Петр Андреевич внес ясность и в вопрос о «пересылках» султанского двора с Лещинским и Карлом XII: «пересылки» производились не османским дипломатическим ведомством, а сераксером пограничной области Юсуф-пашой. Оказалось, что Юсуф-паша за крупную мзду от Лещинского согласился участвовать в действе, сценарий которого был разработан польскими дипломатами: он должен был отправить в Польшу официального представителя, «чем-де могли московских устрашить, будто-де они имеют согласие с Портой». Однако султан, давая разрешение Юсуф-паше на отправку посланника, руководствовался отнюдь не желанием заключить союз с Лещинским и Карлом XII. Его намерения были более скромными – воочию убедиться, в каком положении находятся войска шведов и поляков. В фирмане, отправленном Юсуф-паше, указывалось, «чтоб-де тем посланием не учинить сумнения московским». Никаких грамот от султана посланец не вручал ни Станиславу, ни Карлу XII.
Итак, налицо провокация, искусно подстроенная польской и шведской дипломатией. Остается загадкой, был ли причастен к ней Мазепа и не являлось ли его письмо в Москву частью коварного плана изменника.
Xотя документы и не дают безоговорочного ответа на поставленный вопрос, но косвенных данных для утвердительного суждения немало. Назовем хотя бы заинтересованность изменника в разжигании конфликта между Россией и Османской империей. Если бы информация гетмана не подверглась проверке, то Петр, естественно, был бы должен перебросить часть войск к русско-турецкой границе. В результате возникла бы напряженность на южных границах и сократились бы силы, мобилизованные против войск Карла XII. О причастности гетмана к провокации говорит также его ссылка на свидетельство иерусалимского патриарха.

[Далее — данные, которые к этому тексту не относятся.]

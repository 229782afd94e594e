//! `weft sim`: run the configured system in the cycle simulator.
//!
//! Generates and compiles the system for the selected target (nothing is
//! packaged), applies `--poke` and `--input` stimulus, runs for `--cycles`
//! (or `sim.max_cycles`) and prints every memory's contents to stdout.
//! Handshake violations go to stderr and make the command fail.

use weft_sim::{SimResult, SimValue, Simulator};

use crate::pipeline::{parse_assignment, parse_poke, render_diagnostics, Project};
use crate::{GlobalArgs, ReportFormat, SimArgs};

/// Runs the `weft sim` command.
///
/// Returns exit code 0 if the run finished without handshake violations,
/// 1 otherwise.
pub fn run(args: &SimArgs, global: &GlobalArgs) -> Result<i32, Box<dyn std::error::Error>> {
    let project = Project::load(global, args.target.as_deref())?;
    let mut system = project.system()?;
    let cycles = args.cycles.unwrap_or(project.config.sim.max_cycles);

    if !global.quiet {
        eprintln!(
            "  Simulating {} ({}, {} cycles)",
            system.name(),
            project.target.name,
            cycles
        );
    }

    let compiled = system
        .generate()
        .map(|_| ())
        .and_then(|()| system.compile().map(|_| ()));
    if let Err(e) = compiled {
        render_diagnostics(&system.diagnostics(), ReportFormat::Text, global.color);
        eprintln!("error: could not compile `{}`: {e}", system.name());
        return Ok(1);
    }
    let design = system.compiled().ok_or("compiled system has no design")?;

    let mut sim = Simulator::with_arbitration(design, system.interner(), || {
        system.arbitration_policy()
    })?;
    apply_stimulus(&mut sim, args)?;
    let result = sim.run(cycles)?;

    print_memories(&sim);
    report(&sim, &result, global);
    Ok(if sim.violations().is_empty() { 0 } else { 1 })
}

/// Applies `--poke` and `--input` assignments before the first cycle.
fn apply_stimulus(sim: &mut Simulator, args: &SimArgs) -> Result<(), Box<dyn std::error::Error>> {
    for poke in &args.poke {
        let (path, address, value) = parse_poke(poke)?;
        sim.poke_memory(path, address, SimValue::Bits(value))?;
    }
    for input in &args.input {
        let (name, value) = parse_assignment(input)?;
        sim.set_input(name, SimValue::Bits(value))?;
    }
    Ok(())
}

fn print_memories(sim: &Simulator) {
    for path in sim.memory_paths() {
        println!("{path}:");
        if let Ok(words) = sim.memory(path) {
            for (address, word) in words.iter().enumerate() {
                println!("  [{address}] {word}");
            }
        }
    }
}

fn report(sim: &Simulator, result: &SimResult, global: &GlobalArgs) {
    for violation in sim.violations() {
        eprintln!("warning: handshake violation at {violation}");
    }
    if !global.quiet {
        eprintln!(
            "    Finished {} cycles, {} transfers, {} violation(s)",
            result.cycles, result.transfers, result.violations
        );
    }
}

#[cfg(test)]
mod tests {
    use super::*;
    use crate::pipeline::tests::{global_for, write_project};
    use weft_config::BackendPreset;

    fn args(pokes: &[&str], inputs: &[&str]) -> SimArgs {
        SimArgs {
            target: Some("cosim".to_string()),
            cycles: Some(8),
            poke: pokes.iter().map(|s| s.to_string()).collect(),
            input: inputs.iter().map(|s| s.to_string()).collect(),
        }
    }

    fn esi_ram_sim(dir: &std::path::Path) -> Simulator {
        let mut system = weft_designs::find("esi_ram")
            .unwrap()
            .system("ESIMem", BackendPreset::Cosim, None, dir)
            .unwrap();
        system.generate().unwrap();
        system.compile().unwrap();
        Simulator::new(system.compiled().unwrap(), system.interner()).unwrap()
    }

    #[test]
    fn sim_runs_clean() {
        let dir = tempfile::tempdir().unwrap();
        write_project(dir.path());
        let code = run(&args(&["Top.mem:2=5"], &["rst=0"]), &global_for(dir.path())).unwrap();
        assert_eq!(code, 0);
    }

    #[test]
    fn stimulus_reaches_the_simulator() {
        let dir = tempfile::tempdir().unwrap();
        let mut sim = esi_ram_sim(&dir.path().join("out"));
        apply_stimulus(&mut sim, &args(&["Top.mem:2=0x2a"], &["rst=0"])).unwrap();
        assert_eq!(sim.memory("Top.mem").unwrap()[2], SimValue::Bits(42));

        sim.run(8).unwrap();
        assert_eq!(sim.memory("Top.mem").unwrap()[3].as_bits(), Some(42));
    }

    #[test]
    fn bad_stimulus_is_an_error() {
        let dir = tempfile::tempdir().unwrap();
        let mut sim = esi_ram_sim(&dir.path().join("out"));
        assert!(apply_stimulus(&mut sim, &args(&["Top.mem:8=1"], &[])).is_err());
        assert!(apply_stimulus(&mut sim, &args(&["Top.nowhere:0=1"], &[])).is_err());
        assert!(apply_stimulus(&mut sim, &args(&[], &["enable=1"])).is_err());
    }

    #[test]
    fn unknown_memory_fails_the_command() {
        let dir = tempfile::tempdir().unwrap();
        write_project(dir.path());
        let err = run(&args(&["Top.ram:0=1"], &[]), &global_for(dir.path())).unwrap_err();
        assert!(err.to_string().contains("Top.ram"), "{err}");
    }
}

Версия конечно же была сочинена Мазепой, чтобы придать своим сведениям больший вес.
Недоразумение было устранено. Толстой продолжал доносить об отсутствии признаков подготовки к войне, причем заявил, что в Москве могут не сомневаться в достоверности его информации: «…явственнее писать о турецком намерении нечего, понеже, что вижю, то вашему сиятельству пишю, а чего не вижю, о том гадательством писать (как иные пишют) не могу».